▸ TASK DETAILS
The answer should consist of each line from the data below that includes "crate".

+++++

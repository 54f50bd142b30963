// Copyright 2024 the Vello Authors
// SPDX-License-Identifier: Apache-2.0 OR MIT

//! Per-PP tile streams ordered along a Hilbert curve.
//!
//! Each pixel processor walks its own stream of tiles. Dealing consecutive
//! curve positions round-robin keeps the tiles of different PPs spatially
//! close, which balances load and keeps caches warm.

use smallvec::SmallVec;

use crate::{TileGeometry, MAX_FRAMEBUFFER_SIZE, MAX_PP, TILE_SIZE};

/// Words emitted per tile.
const TILE_WORDS: usize = 4;
/// Words terminating each stream.
const END_WORDS: usize = 2;

const TILE_BEGIN: u32 = 0xB800_0000;
const TILE_PLB: u32 = 0xE000_0002;
const TILE_PLB_MASK: u32 = !0xE000_0003;
const TILE_END: u32 = 0xB000_0000;
const STREAM_END: u32 = 0xBC00_0000;

/// Maps position `d` on a Hilbert curve covering an `n` by `n` grid to 2D
/// coordinates.
///
/// `n` need not be a power of two; the curve covers the enclosing
/// power-of-two square.
pub fn hilbert_coords(n: u32, d: u32) -> (u32, u32) {
    let (mut x, mut y) = (0_u32, 0_u32);
    let mut t = d;
    let mut i = 0;
    while (1_u32 << i) < n {
        let rx = 1 & (t / 2);
        let ry = 1 & (t ^ rx);
        if ry == 0 {
            let side = 1 << i;
            if rx == 1 {
                x = side - 1 - x;
                y = side - 1 - y;
            }
            std::mem::swap(&mut x, &mut y);
        }
        x += rx << i;
        y += ry << i;
        t /= 4;
        i += 1;
    }
    (x, y)
}

/// The PLB streams of all PPs for one framebuffer geometry, laid out back to
/// back with a fixed per-PP stride.
#[derive(Clone, Debug)]
pub struct PlbStreams {
    words: Vec<u32>,
    stride: usize,
    num_pp: usize,
}

impl PlbStreams {
    /// Size in bytes reserved for each PP's stream.
    pub fn stride_bytes(geom: &TileGeometry, num_pp: usize) -> u32 {
        (Self::stride_words(geom, num_pp) * 4) as u32
    }

    fn stride_words(geom: &TileGeometry, num_pp: usize) -> usize {
        let per_pp = (geom.tile_count() as usize).div_ceil(num_pp.max(1));
        per_pp * TILE_WORDS + END_WORDS
    }

    /// Builds the streams for `geom`, pointing each tile at its block inside
    /// the PLB starting at GPU address `plb_va`.
    ///
    /// # Panics
    ///
    /// If `num_pp` is not in `1..=MAX_PP`, or the geometry is larger than
    /// [`MAX_FRAMEBUFFER_SIZE`] in either direction.
    pub fn build(geom: &TileGeometry, num_pp: usize, plb_va: u32) -> Self {
        assert!((1..=MAX_PP).contains(&num_pp));
        let max_tiles = MAX_FRAMEBUFFER_SIZE / TILE_SIZE;
        assert!(
            geom.tiled_w <= max_tiles && geom.tiled_h <= max_tiles,
            "{}x{} tiles do not fit the stream encoding",
            geom.tiled_w,
            geom.tiled_h
        );
        let stride = Self::stride_words(geom, num_pp);
        let mut words = vec![0; stride * num_pp];
        let mut cursor: SmallVec<[usize; MAX_PP]> = (0..num_pp).map(|pp| pp * stride).collect();

        let max = geom.tiled_w.max(geom.tiled_h);
        let dim = max.next_power_of_two().trailing_zeros();
        let count = 1_u32 << (dim * 2);
        let mut index = 0;
        for d in 0..count {
            let (x, y) = hilbert_coords(max, d);
            if x >= geom.tiled_w || y >= geom.tiled_h {
                continue;
            }
            let pp = index % num_pp;
            let block_va = plb_va + geom.block_offset(x, y);
            let at = cursor[pp];
            words[at..at + TILE_WORDS].copy_from_slice(&[
                0,
                TILE_BEGIN | x | (y << 8),
                TILE_PLB | ((block_va >> 3) & TILE_PLB_MASK),
                TILE_END,
            ]);
            cursor[pp] += TILE_WORDS;
            index += 1;
        }
        for at in cursor {
            words[at..at + END_WORDS].copy_from_slice(&[0, STREAM_END]);
        }
        Self {
            words,
            stride,
            num_pp,
        }
    }

    pub fn num_pp(&self) -> usize {
        self.num_pp
    }

    /// Byte offset of each PP's stream from the start of the buffer.
    pub fn offsets(&self) -> SmallVec<[u32; MAX_PP]> {
        (0..self.num_pp)
            .map(|pp| (pp * self.stride * 4) as u32)
            .collect()
    }

    /// The words reserved for `pp`, including unused padding after the end
    /// marker.
    pub fn stream(&self, pp: usize) -> &[u32] {
        &self.words[pp * self.stride..(pp + 1) * self.stride]
    }

    pub fn as_bytes(&self) -> &[u8] {
        bytemuck::cast_slice(&self.words)
    }

    /// Tile coordinates visited by `pp`, in stream order.
    pub fn tiles(&self, pp: usize) -> impl Iterator<Item = (u32, u32)> + '_ {
        self.stream(pp)
            .chunks_exact(TILE_WORDS)
            .take_while(|chunk| chunk[1] & 0xFF00_0000 == TILE_BEGIN)
            .map(|chunk| (chunk[1] & 0xFF, (chunk[1] >> 8) & 0xFF))
    }
}

#[cfg(test)]
mod tests {
    use super::{hilbert_coords, PlbStreams, STREAM_END};
    use crate::{TileGeometry, MAX_FRAMEBUFFER_SIZE};

    #[test]
    fn curve_starts_at_origin_and_stays_adjacent() {
        let n = 8;
        let mut prev = hilbert_coords(n, 0);
        assert_eq!(prev, (0, 0));
        for d in 1..n * n {
            let cur = hilbert_coords(n, d);
            let dist = prev.0.abs_diff(cur.0) + prev.1.abs_diff(cur.1);
            assert_eq!(dist, 1, "step {d} jumps from {prev:?} to {cur:?}");
            prev = cur;
        }
    }

    #[test]
    fn every_tile_is_visited_once() {
        let geom = TileGeometry::new(200, 120);
        for num_pp in 1..=4 {
            let streams = PlbStreams::build(&geom, num_pp, 0x1000_0000);
            let mut seen = vec![0_u32; geom.tile_count() as usize];
            for pp in 0..num_pp {
                for (x, y) in streams.tiles(pp) {
                    seen[(y * geom.tiled_w + x) as usize] += 1;
                }
            }
            assert!(seen.iter().all(|&n| n == 1), "num_pp = {num_pp}");
        }
    }

    #[test]
    fn streams_are_terminated_and_aligned() {
        let geom = TileGeometry::new(64, 64);
        let streams = PlbStreams::build(&geom, 2, 0x2000_0000);
        let offsets = streams.offsets();
        assert_eq!(offsets.as_slice(), &[0, PlbStreams::stride_bytes(&geom, 2)]);
        for pp in 0..2 {
            let tiles = streams.tiles(pp).count();
            assert_eq!(tiles, 8);
            let stream = streams.stream(pp);
            assert_eq!(&stream[tiles * 4..tiles * 4 + 2], &[0, STREAM_END]);
        }
    }

    #[test]
    fn tile_points_at_its_block() {
        let geom = TileGeometry::new(16, 16);
        let streams = PlbStreams::build(&geom, 1, 0x1000_0000);
        let stream = streams.stream(0);
        assert_eq!(stream[1], 0xB800_0000);
        assert_eq!(stream[2], 0xE000_0002 | (0x1000_0000 >> 3));
        assert_eq!(stream[3], 0xB000_0000);
    }

    #[test]
    fn largest_framebuffer_reaches_the_far_corner() {
        let geom = TileGeometry::new(MAX_FRAMEBUFFER_SIZE, MAX_FRAMEBUFFER_SIZE);
        let streams = PlbStreams::build(&geom, 4, 0);
        let corner = (0..4).flat_map(|pp| streams.tiles(pp)).filter(|&t| t == (255, 255));
        assert_eq!(corner.count(), 1);
    }

    #[test]
    #[should_panic(expected = "do not fit the stream encoding")]
    fn oversized_geometry_is_refused() {
        let geom = TileGeometry::new(MAX_FRAMEBUFFER_SIZE + 16, 64);
        PlbStreams::build(&geom, 1, 0);
    }
}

+++++

▸ OUTPUT FOR THIS EXERCISE
use crate::{TileGeometry, MAX_FRAMEBUFFER_SIZE, MAX_PP, TILE_SIZE};
    use crate::{TileGeometry, MAX_FRAMEBUFFER_SIZE};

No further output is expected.